Em carta aberta aos congressistas, as entidades que compõem o FNDC (Fórum Nacional pela Democratização da Comunicação) se manifestaram contra a nova composição do Conselho de Comunicação Social (CCS), eleita em 22 de dezembro de 2004. O Fórum – composto pela Abraço (Associação Brasileira de Radiodifusão Comunitária), CFP (Conselho Federal de Psicologia), Enecos (Executiva Nacional dos Estudantes de Comunicação Social), Fitert (Federação Interestadual dos Trabalhadores em Empresas de Radiodifusão e Televisão) e Fenaj (Federação Nacional dos Jornalistas) – entende que não há equilíbrio no novo Conselho, escolhido pelo Poder Legislativo sem que houvesse um debate público.

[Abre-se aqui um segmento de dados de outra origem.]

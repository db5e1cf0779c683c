use log::{debug, warn};
use rustc_hash::FxHashSet;

use super::{
    process::Process,
    stats::{self, Summary},
};
use crate::{
    core::{ProcessRecord, SimError, Timeline},
    scheduler::Algorithm,
};

/// Records must be freshly reset; [`Sim::run`] resets them between runs.
pub fn simulate(records: &mut [ProcessRecord], algorithm: Algorithm) -> Result<Timeline, SimError> {
    algorithm.validate()?;
    if records.is_empty() {
        return Err(SimError::EmptySet);
    }
    if let Some(stale) = records.iter().find(|r| !r.is_reset()) {
        return Err(SimError::NotReset { id: stale.id });
    }
    // No schedule ends later than the last arrival plus every burst
    let last_arrival = records.iter().map(|r| r.arrival).max().unwrap_or(0);
    records
        .iter()
        .try_fold(last_arrival, |end, r| end.checked_add(r.burst))
        .ok_or(SimError::TickOverflow)?;

    records.sort_by_key(|r| (r.arrival, r.id));
    Ok(algorithm.run(records))
}

#[derive(Debug, Clone)]
pub struct SimOutcome {
    pub algorithm: Algorithm,
    pub timeline: Timeline,
    pub records: Vec<ProcessRecord>,
    pub summary: Summary,
}

#[derive(Debug, Clone)]
pub struct Sim {
    records: Vec<ProcessRecord>,
}

impl Sim {
    pub fn new(processes: impl IntoIterator<Item = Process>) -> Self {
        let mut records: Vec<ProcessRecord> = processes.into_iter().map(Into::into).collect();
        records.sort_by_key(|r| (r.arrival, r.id));

        let mut seen = FxHashSet::default();
        for r in &records {
            if !seen.insert(r.id) {
                warn!("duplicate process id {}; timeline entries will be ambiguous", r.id);
            }
        }

        Self { records }
    }

    pub fn records(&self) -> &[ProcessRecord] {
        &self.records
    }

    pub fn len(&self) -> usize {
        self.records.len()
    }

    pub fn is_empty(&self) -> bool {
        self.records.is_empty()
    }

    pub fn reset(&mut self) {
        self.records.iter_mut().for_each(ProcessRecord::reset);
    }

    pub fn run(&mut self, algorithm: Algorithm) -> Result<SimOutcome, SimError> {
        self.reset();
        let timeline = simulate(&mut self.records, algorithm)?;
        let summary = stats::summarize(&self.records, &timeline)?;
        debug!(
            "{algorithm}: avg waiting {:.2}, avg turnaround {:.2}",
            summary.averages.waiting, summary.averages.turnaround
        );

        Ok(SimOutcome {
            algorithm,
            timeline,
            records: self.records.clone(),
            summary,
        })
    }

    pub fn run_all(&mut self, algorithms: &[Algorithm]) -> Result<Vec<SimOutcome>, SimError> {
        algorithms.iter().try_for_each(Algorithm::validate)?;
        algorithms.iter().map(|&a| self.run(a)).collect()
    }
}

#[cfg(test)]
mod tests {
    use super::*;

    fn sim() -> Sim {
        Sim::new([
            Process::new(3, 2, 8).unwrap(),
            Process::new(1, 0, 5).unwrap(),
            Process::new(2, 1, 3).unwrap(),
        ])
    }

    #[test]
    fn records_are_sorted_on_entry() {
        let ids: Vec<_> = sim().records().iter().map(|r| r.id).collect();
        assert_eq!(ids, vec![1, 2, 3]);
    }

    #[test]
    fn stale_records_are_rejected() {
        let mut records = vec![ProcessRecord::new(1, 0, 2)];
        simulate(&mut records, Algorithm::Fcfs).unwrap();
        assert_eq!(
            simulate(&mut records, Algorithm::Fcfs),
            Err(SimError::NotReset { id: 1 })
        );
    }

    #[test]
    fn unsorted_records_are_sorted_before_the_run() {
        let mut records = vec![
            ProcessRecord::new(3, 2, 8),
            ProcessRecord::new(2, 1, 3),
            ProcessRecord::new(1, 0, 5),
        ];
        let timeline = simulate(&mut records, Algorithm::Fcfs).unwrap();

        let ids: Vec<_> = records.iter().map(|r| r.id).collect();
        assert_eq!(ids, vec![1, 2, 3]);
        assert_eq!(records[2].completion, 16);
        assert_eq!(timeline.makespan(), 16);
    }

    #[test]
    fn horizon_past_tick_range_is_rejected() {
        let mut late = vec![ProcessRecord::new(1, u64::MAX, 1)];
        assert_eq!(simulate(&mut late, Algorithm::Sjf), Err(SimError::TickOverflow));
        assert!(late[0].is_reset());

        let mut s = Sim::new([
            Process::new(1, 3, u64::MAX - 3).unwrap(),
            Process::new(2, 4, 1).unwrap(),
        ]);
        assert_eq!(s.run(Algorithm::Fcfs).unwrap_err(), SimError::TickOverflow);

        let mut fits = vec![ProcessRecord::new(1, u64::MAX - 2, 2)];
        assert!(simulate(&mut fits, Algorithm::Srtf).is_ok());
        assert_eq!(fits[0].completion, u64::MAX);
    }

    #[test]
    fn empty_and_misconfigured_runs_are_rejected() {
        let mut empty = Sim::new(Vec::<Process>::new());
        assert_eq!(empty.run(Algorithm::Fcfs).unwrap_err(), SimError::EmptySet);

        let mut s = sim();
        assert!(matches!(
            s.run(Algorithm::RoundRobin { quantum: 0 }),
            Err(SimError::InvalidConfig { .. })
        ));
    }

    #[test]
    fn reruns_reset_between_policies() {
        let mut s = sim();
        let first = s.run(Algorithm::Srtf).unwrap();
        let _ = s.run(Algorithm::RoundRobin { quantum: 1 }).unwrap();
        let again = s.run(Algorithm::Srtf).unwrap();

        assert_eq!(first.timeline, again.timeline);
        assert_eq!(first.records, again.records);
    }

    #[test]
    fn run_all_validates_up_front() {
        let mut s = sim();
        let algorithms = [Algorithm::Fcfs, Algorithm::Mlfq { q1: 2, q2: 0 }];
        assert!(s.run_all(&algorithms).is_err());
        // Nothing ran, so the records are still fresh.
        assert!(s.records().iter().all(ProcessRecord::is_reset));

        let outcomes = s.run_all(&Algorithm::all(2, 2, 4)).unwrap();
        assert_eq!(outcomes.len(), 5);
        assert_eq!(outcomes[0].summary.makespan, 16);
    }
}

O jornalista Alberto Dines, do Observatório da Imprensa, considerou a nova composição um desastre. “Foi uma composição política das mesas e manipulação dos lobbies. Tudo indica, inclusive, que um representante de TV, agora na representação da sociedade civil, será o novo presidente do Conselho”, disse Dines. As atribuições do órgão são assessorar o Congresso na análise de projetos relacionados à liberdade da manifestação do pensamento, da criação, da expressão e da informação; princípios que devem nortear a programação das emissoras de rádio e TV; propriedade de empresa de mídia; e outorga e renovação de concessão, permissão e autorização para a exploração dos serviços de radiodifusão sonora e de sons e imagens.
Foram eleitos membros titulares do Conselho: Paulo Machado de Carvalho Neto, Gilberto Carlos Leifert, Paulo Tonet Camargo, Fernando Bittencourt, Daniel Herz, Eurípedes Corrêa Conceição, Berenice Isabel Mendes Bezerra, Geraldo Pereira dos Santos, Dom Orani João Tempesta, Arnaldo Niskier, Luiz Flávio Borges D´Urso, Roberto Wagner Monteiro e João Monteiro de Barros Filho. Os suplentes são: Emanuel Soares Carneiro, Antônio de Pádua Teles de Carvalho, Sidnei Basile, Roberto Dias Lima Franco, Celso Augusto Schröder, Márcio Leal, Stepan Nercessian, Antônio Ferreira de Sousa Filho, Segisnando Ferreira Alencar, Gabriel Priolli Neto, Felipe Daou, Flávio de Castro Martinez e Paulo Marinho.